▶ Problem requirements: Which lines of the material contain the word "positions"? Show each one.

▶ Material to process:
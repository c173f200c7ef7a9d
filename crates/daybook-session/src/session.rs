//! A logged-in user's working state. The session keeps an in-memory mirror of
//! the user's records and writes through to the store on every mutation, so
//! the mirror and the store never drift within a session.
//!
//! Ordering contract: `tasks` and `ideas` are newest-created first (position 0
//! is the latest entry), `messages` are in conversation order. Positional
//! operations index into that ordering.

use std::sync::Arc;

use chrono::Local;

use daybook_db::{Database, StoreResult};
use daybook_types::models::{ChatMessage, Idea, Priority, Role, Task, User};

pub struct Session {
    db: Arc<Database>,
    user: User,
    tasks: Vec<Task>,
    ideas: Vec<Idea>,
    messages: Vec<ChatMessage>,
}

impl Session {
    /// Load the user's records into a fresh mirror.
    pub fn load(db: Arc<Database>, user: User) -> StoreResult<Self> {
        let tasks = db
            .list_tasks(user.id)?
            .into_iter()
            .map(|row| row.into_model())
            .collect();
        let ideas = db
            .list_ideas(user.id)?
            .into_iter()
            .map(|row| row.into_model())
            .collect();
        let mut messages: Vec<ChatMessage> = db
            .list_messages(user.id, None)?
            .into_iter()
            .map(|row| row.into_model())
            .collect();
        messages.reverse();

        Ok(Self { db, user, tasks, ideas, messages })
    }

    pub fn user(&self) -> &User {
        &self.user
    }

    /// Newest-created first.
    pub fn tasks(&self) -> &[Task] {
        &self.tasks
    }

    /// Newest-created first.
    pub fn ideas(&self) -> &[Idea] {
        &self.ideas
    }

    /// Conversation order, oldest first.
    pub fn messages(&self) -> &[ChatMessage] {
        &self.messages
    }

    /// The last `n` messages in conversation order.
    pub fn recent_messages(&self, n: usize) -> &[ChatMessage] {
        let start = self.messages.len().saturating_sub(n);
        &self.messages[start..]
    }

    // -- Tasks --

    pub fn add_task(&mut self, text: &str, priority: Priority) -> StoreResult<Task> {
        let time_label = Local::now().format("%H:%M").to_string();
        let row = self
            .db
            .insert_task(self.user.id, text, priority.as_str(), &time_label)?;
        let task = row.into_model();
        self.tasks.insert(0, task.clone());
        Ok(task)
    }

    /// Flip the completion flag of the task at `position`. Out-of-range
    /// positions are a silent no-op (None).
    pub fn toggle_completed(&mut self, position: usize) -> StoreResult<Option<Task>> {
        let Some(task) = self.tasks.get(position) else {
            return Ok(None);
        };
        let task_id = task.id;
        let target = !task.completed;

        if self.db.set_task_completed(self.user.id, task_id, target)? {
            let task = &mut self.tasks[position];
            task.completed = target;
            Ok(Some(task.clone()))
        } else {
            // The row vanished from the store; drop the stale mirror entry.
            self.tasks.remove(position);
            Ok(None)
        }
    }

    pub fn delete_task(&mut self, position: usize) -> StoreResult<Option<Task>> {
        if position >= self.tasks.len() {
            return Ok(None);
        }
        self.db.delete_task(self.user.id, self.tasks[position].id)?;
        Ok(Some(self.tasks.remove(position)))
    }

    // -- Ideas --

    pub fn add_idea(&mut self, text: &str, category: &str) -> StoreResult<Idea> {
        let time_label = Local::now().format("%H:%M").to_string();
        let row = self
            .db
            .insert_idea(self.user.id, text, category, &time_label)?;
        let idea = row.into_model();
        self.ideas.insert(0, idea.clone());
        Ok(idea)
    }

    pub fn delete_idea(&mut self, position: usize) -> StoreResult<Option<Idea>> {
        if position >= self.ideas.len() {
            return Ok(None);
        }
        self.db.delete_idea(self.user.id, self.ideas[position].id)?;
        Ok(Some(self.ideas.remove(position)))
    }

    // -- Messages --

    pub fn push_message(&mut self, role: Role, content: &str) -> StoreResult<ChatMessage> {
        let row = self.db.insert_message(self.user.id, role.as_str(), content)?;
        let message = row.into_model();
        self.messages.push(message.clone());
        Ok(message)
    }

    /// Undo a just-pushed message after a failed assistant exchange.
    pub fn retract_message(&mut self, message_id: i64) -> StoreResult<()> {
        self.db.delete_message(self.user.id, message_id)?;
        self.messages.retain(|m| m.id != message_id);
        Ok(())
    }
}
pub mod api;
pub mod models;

---

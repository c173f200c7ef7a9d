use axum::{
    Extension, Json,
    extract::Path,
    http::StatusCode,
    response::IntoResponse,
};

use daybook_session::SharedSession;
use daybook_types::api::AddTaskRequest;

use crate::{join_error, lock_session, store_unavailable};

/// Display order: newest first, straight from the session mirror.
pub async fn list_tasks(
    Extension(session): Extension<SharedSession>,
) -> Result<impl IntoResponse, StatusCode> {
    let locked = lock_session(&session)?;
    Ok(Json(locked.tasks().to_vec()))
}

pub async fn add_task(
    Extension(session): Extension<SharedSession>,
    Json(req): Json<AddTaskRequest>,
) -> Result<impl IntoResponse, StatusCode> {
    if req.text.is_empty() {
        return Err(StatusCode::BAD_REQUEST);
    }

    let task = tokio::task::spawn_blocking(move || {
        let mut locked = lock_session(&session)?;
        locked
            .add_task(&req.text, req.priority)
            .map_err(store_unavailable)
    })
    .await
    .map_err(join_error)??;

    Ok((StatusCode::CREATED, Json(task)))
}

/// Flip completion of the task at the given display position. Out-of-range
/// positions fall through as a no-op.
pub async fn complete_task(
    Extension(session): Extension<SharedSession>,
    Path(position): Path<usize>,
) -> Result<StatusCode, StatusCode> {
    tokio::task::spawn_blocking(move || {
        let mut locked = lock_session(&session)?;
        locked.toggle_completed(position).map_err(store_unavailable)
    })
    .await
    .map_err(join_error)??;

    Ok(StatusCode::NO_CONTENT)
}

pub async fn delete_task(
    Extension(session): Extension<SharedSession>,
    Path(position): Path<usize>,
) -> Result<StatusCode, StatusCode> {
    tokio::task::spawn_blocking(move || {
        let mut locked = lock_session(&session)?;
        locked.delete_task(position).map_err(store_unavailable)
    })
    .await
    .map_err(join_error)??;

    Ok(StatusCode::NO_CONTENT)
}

▶ Output for this exercise:
    /// positions are a silent no-op (None).
/// positions fall through as a no-op.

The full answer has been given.